By default, each transformed RDD may be recomputed each time you run an action on it. However, you may also persist an RDD in memory using the persist (or cache) method, in which case Spark will keep the elements around on the cluster for much faster access the next time you query it. There is also support for persisting RDDs on disk, or replicated across multiple nodes.

In [None]:

from pyspark.sql import SparkSession

logFile = "/var/log/dpkg.log" # this should be a large file to show the effect of caching
spark = SparkSession.builder.appName("cache demo").getOrCreate()
logData = spark.read.text(logFile).cache()

# Storage levels

https://spark.apache.org/docs/latest/api/python/reference/api/pyspark.StorageLevel.html

StorageLevel decides how RDD should be stored. In Apache Spark, StorageLevel decides whether RDD should be stored in the memory or should it be stored over the disk, or both. It also decides whether to serialize RDD and whether to replicate RDD partitions.

### Blooper alert
The caching is effective when data has to be copied between nodes. In this notebook and setup, we use a single node, so we will not see the benefit.
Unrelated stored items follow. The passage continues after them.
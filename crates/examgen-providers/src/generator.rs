//! The question-generator trait and its request/response types.
//!
//! Backends receive source material and return the raw text of a question
//! bank in the flat-file format the core parser accepts, so their output
//! flows straight into `examgen_core::parser::parse_str`.

use async_trait::async_trait;
use serde::{Deserialize, Serialize};

use examgen_core::model::Question;
use examgen_core::parser::{parse_str, validate_questions};

use crate::error::ProviderError;

/// Trait for backends that derive a question bank from source text.
#[async_trait]
pub trait QuestionGenerator: Send + Sync {
    /// Engine name (e.g. "gemini").
    fn name(&self) -> &str;

    /// Generate a question bank from the request's source material.
    async fn generate(&self, request: &GenerateRequest) -> anyhow::Result<GeneratedBank>;
}

/// Request to generate questions from source material.
#[derive(Debug, Clone, Serialize, Deserialize)]
pub struct GenerateRequest {
    /// Model identifier (e.g. "gemini-1.5-flash").
    pub model: String,
    /// The extracted text of the source document.
    pub source_text: String,
    /// How many questions to ask for.
    pub num_questions: usize,
    /// Language the questions should be written in.
    pub language: String,
    /// Sampling temperature.
    pub temperature: f64,
}

/// A generated question bank, plus accounting data.
#[derive(Debug, Clone, Serialize, Deserialize)]
pub struct GeneratedBank {
    /// Raw bank text in the flat-file format.
    pub text: String,
    /// Model that actually answered.
    pub model: String,
    /// Token usage reported by the API.
    pub token_usage: TokenUsage,
    /// Latency in milliseconds.
    pub latency_ms: u64,
}

impl GeneratedBank {
    /// Parse and strictly validate the generated text as a question bank.
    ///
    /// Models occasionally drift from the requested format; this is where
    /// that surfaces, before anything gets written to disk.
    pub fn parse(&self) -> Result<Vec<Question>, ProviderError> {
        let questions =
            parse_str(&self.text).map_err(|e| ProviderError::InvalidBank(e.to_string()))?;
        validate_questions(&questions).map_err(|e| ProviderError::InvalidBank(e.to_string()))?;
        Ok(questions)
    }
}

/// Token accounting for one generation call.
#[derive(Debug, Clone, Default, Serialize, Deserialize)]
pub struct TokenUsage {
    pub prompt_tokens: u32,
    pub completion_tokens: u32,
    pub total_tokens: u32,
}

/// System prompt pinning the output to the bank grammar.
pub const BANK_FORMAT_PROMPT: &str = "\
Eres un generador de exámenes. Responde ÚNICAMENTE con preguntas de opción \
múltiple en este formato exacto, sin texto adicional:

1. Texto de la pregunta
A) Primera opción
B) Segunda opción
C) Tercera opción
D) Cuarta opción
ANSWER: X

Separa cada pregunta con una línea en blanco. X es la letra de la opción \
correcta.";

/// Build the user prompt for a generation request.
pub fn build_bank_prompt(request: &GenerateRequest) -> String {
    format!(
        "Basándote en el siguiente texto, genera exactamente {} preguntas de \
         opción múltiple que evalúen la comprensión del contenido. Las \
         preguntas deben ser claras, concisas y directamente relacionadas con \
         los temas más importantes del documento. Genera las preguntas en {}.\n\n\
         Aquí está el texto:\n---\n{}\n---",
        request.num_questions, request.language, request.source_text
    )
}

#[cfg(test)]
mod tests {
    use super::*;

    fn request() -> GenerateRequest {
        GenerateRequest {
            model: "gemini-1.5-flash".into(),
            source_text: "La fotosíntesis convierte luz en energía química.".into(),
            num_questions: 5,
            language: "español".into(),
            temperature: 0.7,
        }
    }

    #[test]
    fn prompt_carries_count_language_and_source() {
        let prompt = build_bank_prompt(&request());
        assert!(prompt.contains("exactamente 5 preguntas"));
        assert!(prompt.contains("en español"));
        assert!(prompt.contains("fotosíntesis"));
    }

    #[test]
    fn format_prompt_shows_the_grammar() {
        assert!(BANK_FORMAT_PROMPT.contains("ANSWER: X"));
        assert!(BANK_FORMAT_PROMPT.contains("A) "));
    }

    fn bank(text: &str) -> GeneratedBank {
        GeneratedBank {
            text: text.into(),
            model: "test".into(),
            token_usage: TokenUsage::default(),
            latency_ms: 0,
        }
    }

    #[test]
    fn generated_bank_parses() {
        let generated = bank("1. ¿Pregunta?\nA) uno\nB) dos\nANSWER: A\n");
        let questions = generated.parse().unwrap();
        assert_eq!(questions.len(), 1);
        assert_eq!(questions[0].answer, Some('A'));
    }

    #[test]
    fn drifted_output_is_rejected() {
        // Prose instead of the bank format.
        let err = bank("Aquí tienes unas preguntas interesantes.").parse().unwrap_err();
        assert!(matches!(err, ProviderError::InvalidBank(_)));

        // Parses, but fails strict validation (no answer line).
        let err = bank("1. ¿Pregunta?\nA) uno\nB) dos\n").parse().unwrap_err();
        assert!(matches!(err, ProviderError::InvalidBank(_)));
    }
}
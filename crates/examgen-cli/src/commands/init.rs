//! The `examgen init` command.

use anyhow::Result;

pub fn execute() -> Result<()> {
    // Create examgen.toml
    if std::path::Path::new("examgen.toml").exists() {
        println!("examgen.toml already exists, skipping.");
    } else {
        std::fs::write("examgen.toml", SAMPLE_CONFIG)?;
        println!("Created examgen.toml");
    }

    // Create example questions file
    let example_path = std::path::Path::new("preguntas-ejemplo.txt");
    if example_path.exists() {
        println!("preguntas-ejemplo.txt already exists, skipping.");
    } else {
        std::fs::write(example_path, EXAMPLE_QUESTIONS)?;
        println!("Created preguntas-ejemplo.txt");
    }

    println!("\nNext steps:");
    println!("  1. Edit examgen.toml (API keys are only needed for ai-generate)");
    println!("  2. Run: examgen validate preguntas-ejemplo.txt");
    println!("  3. Run: examgen generate preguntas-ejemplo.txt Parcial 3 4");

    Ok(())
}

const SAMPLE_CONFIG: &str = r#"# examgen configuration

[exam]
option_letters = "ABCD"
minutes_per_question = 1.0
directory_prefix = "Examenes_"
answers_format = "txt"

[ai]
default_engine = "gemini"
default_num_questions = 10
default_language = "español"

[providers.gemini]
type = "gemini"
api_key = "${GOOGLE_API_KEY}"

[providers.ollama]
type = "ollama"
base_url = "http://localhost:11434"
"#;

const EXAMPLE_QUESTIONS: &str = r#"1. ¿Cuánto es 2+2?
A) 3
B) 4
C) 5
D) 6
ANSWER: B

2. ¿Cuál es la capital de Francia?
A) Madrid
B) Roma
C) París
D) Lisboa
ANSWER: C

3. ¿Qué planeta está más cerca del Sol?
A) Venus
B) Marte
C) La Tierra
D) Mercurio
ANSWER: D

4. ¿En qué año llegó el ser humano a la Luna?
A) 1965
B) 1969
C) 1972
D) 1958
ANSWER: B

5. ¿Cuál es el océano más grande?
A) Atlántico
B) Índico
C) Pacífico
D) Ártico
ANSWER: C
"#;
Also, to see the time saved, a large table has to be used.

In [None]:
%time

numAs = logData.filter(logData.value.contains('a')).count()

# logData is now cached. 
numBs = logData.filter(logData.value.contains('b')).count()

In [None]:
print("Lines with a: %i, lines with b: %i" % (numAs, numBs))

spark.stop()

## Cache vs. Persist

The Cache() saves the RDD only to RAM memory.<br>
Persist() has many storage options (check the docs)